*Saved entries*:
· · ·

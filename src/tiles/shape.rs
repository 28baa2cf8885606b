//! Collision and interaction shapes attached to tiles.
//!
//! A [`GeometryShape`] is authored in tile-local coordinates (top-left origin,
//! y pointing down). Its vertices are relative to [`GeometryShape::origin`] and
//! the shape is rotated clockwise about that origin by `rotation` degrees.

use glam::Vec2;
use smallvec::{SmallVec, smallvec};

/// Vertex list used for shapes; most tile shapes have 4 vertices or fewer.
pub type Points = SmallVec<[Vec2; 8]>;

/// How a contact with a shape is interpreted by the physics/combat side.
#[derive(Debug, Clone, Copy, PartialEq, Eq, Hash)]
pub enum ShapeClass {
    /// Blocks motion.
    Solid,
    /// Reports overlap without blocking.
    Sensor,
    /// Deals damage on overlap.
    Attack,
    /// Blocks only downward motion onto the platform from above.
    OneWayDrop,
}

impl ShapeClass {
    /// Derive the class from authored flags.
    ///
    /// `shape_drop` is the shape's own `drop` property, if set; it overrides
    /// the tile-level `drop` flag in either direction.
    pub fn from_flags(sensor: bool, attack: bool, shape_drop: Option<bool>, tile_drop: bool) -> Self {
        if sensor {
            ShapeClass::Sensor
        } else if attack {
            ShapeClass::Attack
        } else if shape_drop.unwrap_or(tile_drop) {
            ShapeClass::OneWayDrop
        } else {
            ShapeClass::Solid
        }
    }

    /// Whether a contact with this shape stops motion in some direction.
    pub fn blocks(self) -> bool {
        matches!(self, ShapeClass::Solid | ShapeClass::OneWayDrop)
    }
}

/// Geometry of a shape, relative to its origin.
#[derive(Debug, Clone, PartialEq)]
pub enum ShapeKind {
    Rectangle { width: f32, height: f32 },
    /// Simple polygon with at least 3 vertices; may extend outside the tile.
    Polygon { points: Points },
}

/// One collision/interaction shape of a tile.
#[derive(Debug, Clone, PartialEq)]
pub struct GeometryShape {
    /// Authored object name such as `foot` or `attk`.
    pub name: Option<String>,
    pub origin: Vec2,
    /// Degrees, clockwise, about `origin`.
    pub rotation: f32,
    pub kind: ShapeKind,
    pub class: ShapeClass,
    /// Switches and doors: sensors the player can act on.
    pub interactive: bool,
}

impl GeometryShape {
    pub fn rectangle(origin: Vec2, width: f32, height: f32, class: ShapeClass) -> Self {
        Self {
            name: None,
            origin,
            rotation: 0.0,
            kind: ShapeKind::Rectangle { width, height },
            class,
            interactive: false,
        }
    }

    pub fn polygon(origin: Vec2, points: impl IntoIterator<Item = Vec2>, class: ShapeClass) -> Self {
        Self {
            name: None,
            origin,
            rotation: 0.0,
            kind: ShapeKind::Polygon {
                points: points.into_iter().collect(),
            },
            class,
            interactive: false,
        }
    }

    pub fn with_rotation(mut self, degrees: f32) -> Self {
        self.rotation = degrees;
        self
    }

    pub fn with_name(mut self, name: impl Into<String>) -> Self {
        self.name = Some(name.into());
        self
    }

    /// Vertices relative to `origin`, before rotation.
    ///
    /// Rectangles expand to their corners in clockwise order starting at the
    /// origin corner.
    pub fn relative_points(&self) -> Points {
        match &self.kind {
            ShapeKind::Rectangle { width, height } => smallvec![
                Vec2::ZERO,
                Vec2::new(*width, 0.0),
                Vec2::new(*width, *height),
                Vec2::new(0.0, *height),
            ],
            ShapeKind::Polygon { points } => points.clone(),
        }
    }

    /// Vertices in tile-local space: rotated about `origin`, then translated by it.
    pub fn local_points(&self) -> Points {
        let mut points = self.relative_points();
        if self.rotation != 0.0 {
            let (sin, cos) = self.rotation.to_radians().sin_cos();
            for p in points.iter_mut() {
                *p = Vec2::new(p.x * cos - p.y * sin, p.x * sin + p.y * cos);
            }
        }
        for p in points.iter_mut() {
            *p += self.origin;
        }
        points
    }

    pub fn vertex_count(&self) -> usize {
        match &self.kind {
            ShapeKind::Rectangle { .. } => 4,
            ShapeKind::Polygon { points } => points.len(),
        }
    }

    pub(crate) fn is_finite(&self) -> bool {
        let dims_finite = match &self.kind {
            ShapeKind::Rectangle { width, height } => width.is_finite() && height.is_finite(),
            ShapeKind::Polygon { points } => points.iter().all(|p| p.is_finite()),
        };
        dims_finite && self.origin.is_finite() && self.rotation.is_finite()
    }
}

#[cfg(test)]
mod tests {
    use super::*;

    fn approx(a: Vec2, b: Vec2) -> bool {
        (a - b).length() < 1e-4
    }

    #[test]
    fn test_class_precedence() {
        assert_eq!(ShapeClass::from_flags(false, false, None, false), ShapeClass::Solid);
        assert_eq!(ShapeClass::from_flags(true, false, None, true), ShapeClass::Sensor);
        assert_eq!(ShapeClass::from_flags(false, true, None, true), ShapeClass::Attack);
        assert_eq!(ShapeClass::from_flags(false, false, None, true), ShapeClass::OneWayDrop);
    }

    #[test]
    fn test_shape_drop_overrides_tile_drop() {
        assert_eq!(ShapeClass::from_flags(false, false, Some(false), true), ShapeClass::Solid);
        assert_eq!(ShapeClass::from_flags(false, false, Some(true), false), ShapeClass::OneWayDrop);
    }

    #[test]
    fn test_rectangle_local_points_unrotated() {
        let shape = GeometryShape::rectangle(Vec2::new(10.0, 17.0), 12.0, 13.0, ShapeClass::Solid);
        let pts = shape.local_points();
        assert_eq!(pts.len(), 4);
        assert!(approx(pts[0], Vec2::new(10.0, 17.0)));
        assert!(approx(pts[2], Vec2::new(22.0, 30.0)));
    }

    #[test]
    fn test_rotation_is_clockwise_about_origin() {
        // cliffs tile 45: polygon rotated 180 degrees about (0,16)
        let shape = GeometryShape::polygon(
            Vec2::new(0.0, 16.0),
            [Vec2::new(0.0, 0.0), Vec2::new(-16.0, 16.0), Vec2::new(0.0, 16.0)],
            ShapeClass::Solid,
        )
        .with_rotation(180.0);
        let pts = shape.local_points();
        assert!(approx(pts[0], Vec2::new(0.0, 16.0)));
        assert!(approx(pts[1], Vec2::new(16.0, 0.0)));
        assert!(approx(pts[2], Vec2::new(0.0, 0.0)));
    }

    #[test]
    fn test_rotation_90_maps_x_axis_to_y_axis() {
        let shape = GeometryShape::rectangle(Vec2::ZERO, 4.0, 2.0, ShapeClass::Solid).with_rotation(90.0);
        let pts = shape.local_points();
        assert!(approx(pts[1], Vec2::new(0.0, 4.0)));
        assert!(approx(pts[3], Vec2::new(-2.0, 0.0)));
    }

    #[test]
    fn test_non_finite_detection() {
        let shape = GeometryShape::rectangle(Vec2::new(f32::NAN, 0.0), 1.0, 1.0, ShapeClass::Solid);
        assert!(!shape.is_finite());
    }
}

· · ·

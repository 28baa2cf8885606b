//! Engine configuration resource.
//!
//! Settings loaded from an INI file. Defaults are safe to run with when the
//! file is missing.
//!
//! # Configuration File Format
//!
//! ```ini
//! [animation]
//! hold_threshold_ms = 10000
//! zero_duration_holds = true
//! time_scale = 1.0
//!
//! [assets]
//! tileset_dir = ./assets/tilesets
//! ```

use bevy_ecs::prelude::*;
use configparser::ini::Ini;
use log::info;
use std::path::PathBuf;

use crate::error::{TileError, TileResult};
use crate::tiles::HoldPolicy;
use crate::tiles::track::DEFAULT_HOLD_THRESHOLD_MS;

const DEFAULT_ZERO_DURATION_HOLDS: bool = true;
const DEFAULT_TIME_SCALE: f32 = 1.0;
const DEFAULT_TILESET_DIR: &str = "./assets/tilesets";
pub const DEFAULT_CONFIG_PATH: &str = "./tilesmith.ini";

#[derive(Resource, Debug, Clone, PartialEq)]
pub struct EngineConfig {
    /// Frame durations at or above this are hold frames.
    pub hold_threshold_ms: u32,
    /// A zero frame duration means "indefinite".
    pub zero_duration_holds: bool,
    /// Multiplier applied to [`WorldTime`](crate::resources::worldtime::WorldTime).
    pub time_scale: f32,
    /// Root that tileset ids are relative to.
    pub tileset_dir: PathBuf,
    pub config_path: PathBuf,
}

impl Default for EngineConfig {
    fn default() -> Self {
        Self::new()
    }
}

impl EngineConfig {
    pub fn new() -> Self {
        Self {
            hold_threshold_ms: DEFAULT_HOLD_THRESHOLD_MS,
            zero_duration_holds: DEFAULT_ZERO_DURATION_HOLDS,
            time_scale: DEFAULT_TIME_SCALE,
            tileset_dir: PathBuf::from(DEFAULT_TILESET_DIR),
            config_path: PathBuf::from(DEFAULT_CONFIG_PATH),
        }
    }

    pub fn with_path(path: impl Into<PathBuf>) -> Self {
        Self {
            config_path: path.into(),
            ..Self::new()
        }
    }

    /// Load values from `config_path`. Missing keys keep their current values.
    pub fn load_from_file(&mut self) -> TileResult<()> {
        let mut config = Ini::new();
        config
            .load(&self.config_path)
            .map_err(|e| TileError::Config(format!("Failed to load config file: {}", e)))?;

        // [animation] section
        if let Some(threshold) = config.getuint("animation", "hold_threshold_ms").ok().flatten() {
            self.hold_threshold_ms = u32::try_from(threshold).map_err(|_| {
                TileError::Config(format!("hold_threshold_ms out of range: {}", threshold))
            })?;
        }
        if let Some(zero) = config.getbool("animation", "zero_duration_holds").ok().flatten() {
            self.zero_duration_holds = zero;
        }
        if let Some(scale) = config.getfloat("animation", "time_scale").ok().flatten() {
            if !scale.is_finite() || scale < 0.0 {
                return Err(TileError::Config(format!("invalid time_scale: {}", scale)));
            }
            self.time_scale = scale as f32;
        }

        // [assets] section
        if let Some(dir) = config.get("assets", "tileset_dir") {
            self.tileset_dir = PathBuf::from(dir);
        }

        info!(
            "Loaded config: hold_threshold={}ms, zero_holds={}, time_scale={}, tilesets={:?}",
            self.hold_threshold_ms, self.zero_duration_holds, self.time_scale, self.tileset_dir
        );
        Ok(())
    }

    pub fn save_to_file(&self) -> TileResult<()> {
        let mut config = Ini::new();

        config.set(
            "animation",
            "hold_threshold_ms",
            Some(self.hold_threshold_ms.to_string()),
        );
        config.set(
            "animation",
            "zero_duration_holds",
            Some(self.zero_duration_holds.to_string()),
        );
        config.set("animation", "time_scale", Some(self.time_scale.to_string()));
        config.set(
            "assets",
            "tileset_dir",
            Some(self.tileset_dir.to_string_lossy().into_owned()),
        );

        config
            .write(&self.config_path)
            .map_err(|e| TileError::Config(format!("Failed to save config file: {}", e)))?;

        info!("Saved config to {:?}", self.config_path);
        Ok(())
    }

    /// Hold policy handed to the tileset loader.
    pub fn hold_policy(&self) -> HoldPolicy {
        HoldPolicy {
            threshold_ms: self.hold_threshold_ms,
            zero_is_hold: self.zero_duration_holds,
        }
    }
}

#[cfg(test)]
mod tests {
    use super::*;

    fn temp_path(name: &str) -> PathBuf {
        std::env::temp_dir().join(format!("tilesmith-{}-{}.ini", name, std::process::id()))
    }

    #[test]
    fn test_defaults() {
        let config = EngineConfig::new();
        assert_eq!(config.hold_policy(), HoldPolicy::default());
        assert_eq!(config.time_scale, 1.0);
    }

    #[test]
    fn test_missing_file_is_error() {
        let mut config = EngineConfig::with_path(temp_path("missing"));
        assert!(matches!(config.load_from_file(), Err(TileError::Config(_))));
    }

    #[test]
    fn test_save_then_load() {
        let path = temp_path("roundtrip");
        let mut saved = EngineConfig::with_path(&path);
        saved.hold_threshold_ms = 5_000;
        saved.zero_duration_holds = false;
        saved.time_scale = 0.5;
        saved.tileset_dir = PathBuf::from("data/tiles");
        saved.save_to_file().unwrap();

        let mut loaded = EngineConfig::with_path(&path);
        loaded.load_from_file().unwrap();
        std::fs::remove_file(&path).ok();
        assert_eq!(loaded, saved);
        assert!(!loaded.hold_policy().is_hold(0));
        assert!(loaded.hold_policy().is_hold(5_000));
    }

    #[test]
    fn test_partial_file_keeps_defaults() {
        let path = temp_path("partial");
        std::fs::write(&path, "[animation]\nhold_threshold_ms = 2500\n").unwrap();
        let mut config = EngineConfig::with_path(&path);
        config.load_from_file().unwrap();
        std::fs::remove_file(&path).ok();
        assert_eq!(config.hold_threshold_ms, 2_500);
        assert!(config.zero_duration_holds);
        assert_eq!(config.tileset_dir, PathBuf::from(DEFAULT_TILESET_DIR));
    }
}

· · ·

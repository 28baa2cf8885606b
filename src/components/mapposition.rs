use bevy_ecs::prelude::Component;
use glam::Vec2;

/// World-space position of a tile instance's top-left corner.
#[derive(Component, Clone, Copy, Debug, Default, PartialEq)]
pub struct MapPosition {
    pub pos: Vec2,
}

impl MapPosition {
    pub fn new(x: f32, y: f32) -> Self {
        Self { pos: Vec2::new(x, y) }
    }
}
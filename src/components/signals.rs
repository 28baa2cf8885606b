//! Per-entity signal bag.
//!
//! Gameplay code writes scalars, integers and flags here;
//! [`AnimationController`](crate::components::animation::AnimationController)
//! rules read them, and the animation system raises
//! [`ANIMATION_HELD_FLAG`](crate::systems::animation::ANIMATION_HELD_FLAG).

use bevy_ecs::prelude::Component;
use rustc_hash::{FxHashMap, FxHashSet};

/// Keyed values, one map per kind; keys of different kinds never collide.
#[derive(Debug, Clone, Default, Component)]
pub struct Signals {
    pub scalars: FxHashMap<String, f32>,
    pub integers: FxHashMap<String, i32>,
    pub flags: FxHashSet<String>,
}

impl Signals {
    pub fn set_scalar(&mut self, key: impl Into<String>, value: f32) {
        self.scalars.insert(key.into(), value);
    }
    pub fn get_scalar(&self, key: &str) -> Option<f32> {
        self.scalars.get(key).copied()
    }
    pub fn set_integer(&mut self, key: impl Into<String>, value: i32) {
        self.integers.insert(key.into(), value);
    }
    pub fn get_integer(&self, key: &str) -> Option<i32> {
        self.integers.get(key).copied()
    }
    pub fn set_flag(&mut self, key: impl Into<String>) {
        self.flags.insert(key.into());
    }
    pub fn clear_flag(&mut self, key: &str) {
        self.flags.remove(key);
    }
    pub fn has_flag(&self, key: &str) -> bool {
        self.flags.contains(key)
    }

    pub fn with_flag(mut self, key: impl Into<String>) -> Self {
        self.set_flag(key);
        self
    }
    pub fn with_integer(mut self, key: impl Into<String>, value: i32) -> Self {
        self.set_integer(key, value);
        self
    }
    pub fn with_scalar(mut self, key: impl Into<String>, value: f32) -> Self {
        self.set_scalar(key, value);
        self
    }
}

· · ·

*What this task involves*: With the first line being the one containing "filename src/tiles/shape.rs" and the last line the one containing "vertices or fewer.", transcribe exactly the lines above that fall in that range.

*Completed task*:
filename src/tiles/shape.rs
repository 28baa2cf8885606b
//! Collision and interaction shapes attached to tiles.
//!
//! A [`GeometryShape`] is authored in tile-local coordinates (top-left origin,
//! y pointing down). Its vertices are relative to [`GeometryShape::origin`] and
//! the shape is rotated clockwise about that origin by `rotation` degrees.

use glam::Vec2;
use smallvec::{SmallVec, smallvec};

/// Vertex list used for shapes; most tile shapes have 4 vertices or fewer.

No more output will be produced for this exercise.